Eric Ollom - Analyst
Okay.
Welson Teixeira - IR Director
CapEx.
Christiane Assis - IR Manager
CapEx, so investments during the last month --
Welson Teixeira - IR Director
Working captial.
Christiane Assis - IR Manager
--and working capital, as Welson is mentioning here, there was basically the three items. So, CapEx, margin calls and working capital.
Eric Ollom - Analyst
Okay. So, the restricted cash was not used for those margin calls. For the restricted assets you mentioned 1.45.
Christiane Assis - IR Manager
Of the 1.4? The 1.4 there is a big number of margin calls in there. We also mentioned in our release that on September 30 the totality of margin calls with the banks was BRL700 million.
Eric Ollom - Analyst
Okay. And then just an operational question if I may, in your export markets or even in your local markets, just given the tight liquidity situation everywhere, are you seeing a stretching out of payment terms from your customers?
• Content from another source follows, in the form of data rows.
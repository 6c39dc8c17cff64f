//! Game creation.

use im::Vector;
use rustc_hash::FxHashSet;

use super::config::GameConfig;
use super::piece::{GamePiece, PieceId};
use super::player::{Color, GamePlayer, UserId};
use super::state::GameState;
use crate::error::ConfigError;

struct Seat {
    user: UserId,
    name: String,
    color: Color,
}

/// Builder for the initial `GameState`.
///
/// Players act in the order they are added. Piece ids are allocated per
/// seat: seat `s` owns ids `s * pieces_per_player ..`.
///
/// ```
/// use ki_nevet::core::{Color, GameBuilder};
///
/// let state = GameBuilder::new("game-1")
///     .player("u1", "Anna", Color::Red)
///     .player("u2", "Béla", Color::Green)
///     .build()
///     .unwrap();
///
/// assert_eq!(state.player_count(), 2);
/// ```
pub struct GameBuilder {
    id: String,
    config: GameConfig,
    seats: Vec<Seat>,
}

impl GameBuilder {
    /// Start building a game with the default configuration.
    pub fn new(id: impl Into<String>) -> Self {
        Self {
            id: id.into(),
            config: GameConfig::default(),
            seats: Vec::new(),
        }
    }

    /// Use a custom configuration.
    #[must_use]
    pub fn config(mut self, config: GameConfig) -> Self {
        self.config = config;
        self
    }

    /// Seat a player. Turn order follows call order.
    #[must_use]
    pub fn player(
        mut self,
        user: impl Into<UserId>,
        name: impl Into<String>,
        color: Color,
    ) -> Self {
        self.seats.push(Seat {
            user: user.into(),
            name: name.into(),
            color,
        });
        self
    }

    /// Validate the seating and create the initial snapshot.
    pub fn build(self) -> Result<GameState, ConfigError> {
        self.config.validate(self.seats.len())?;

        let mut colors = FxHashSet::default();
        let mut users = FxHashSet::default();
        for seat in &self.seats {
            if !colors.insert(seat.color) {
                return Err(ConfigError::DuplicateColor(seat.color));
            }
            if !users.insert(seat.user.clone()) {
                return Err(ConfigError::DuplicateUser(seat.user.clone()));
            }
        }

        let per_player = self.config.board.pieces_per_player;
        let players: Vector<GamePlayer> = self
            .seats
            .into_iter()
            .enumerate()
            .map(|(seat_index, seat)| {
                let first = seat_index as u16 * per_player;
                GamePlayer {
                    user: seat.user,
                    name: seat.name,
                    color: seat.color,
                    pieces: (first..first + per_player)
                        .map(|id| GamePiece::at_home(PieceId::new(id)))
                        .collect(),
                }
            })
            .collect();

        Ok(GameState::new(self.id, self.config, players))
    }
}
And conversely, are you stretching out some of your suppliers as well?
Christiane Assis - IR Manager
At this point in time we still have not received any request from our importers to extend any debt that they might have with us.
Eric Ollom - Analyst
Okay.
Christiane Assis - IR Manager
In relation to our suppliers, we have been making an effort to extend those open payments with some of our longer-term suppliers. Okay?
Eric Ollom - Analyst
Okay thank you.
Christiane Assis - IR Manager
Thank you.
Operator
Excuse me, our next question comes from Mr. Alex Robarts with Santander.
Alex Robarts - Analyst
I guess I wanted to start on the operational side first. Can you give us a sense of the nature of the deceleration in the European exports in the 3Q versus 2Q? Is this a seasonal thing? Is it related and could it have an association with general lower demand levels going forward? If you could give a sense of what that was and how might we think about the 4Q vis-a-vis exports to Europe.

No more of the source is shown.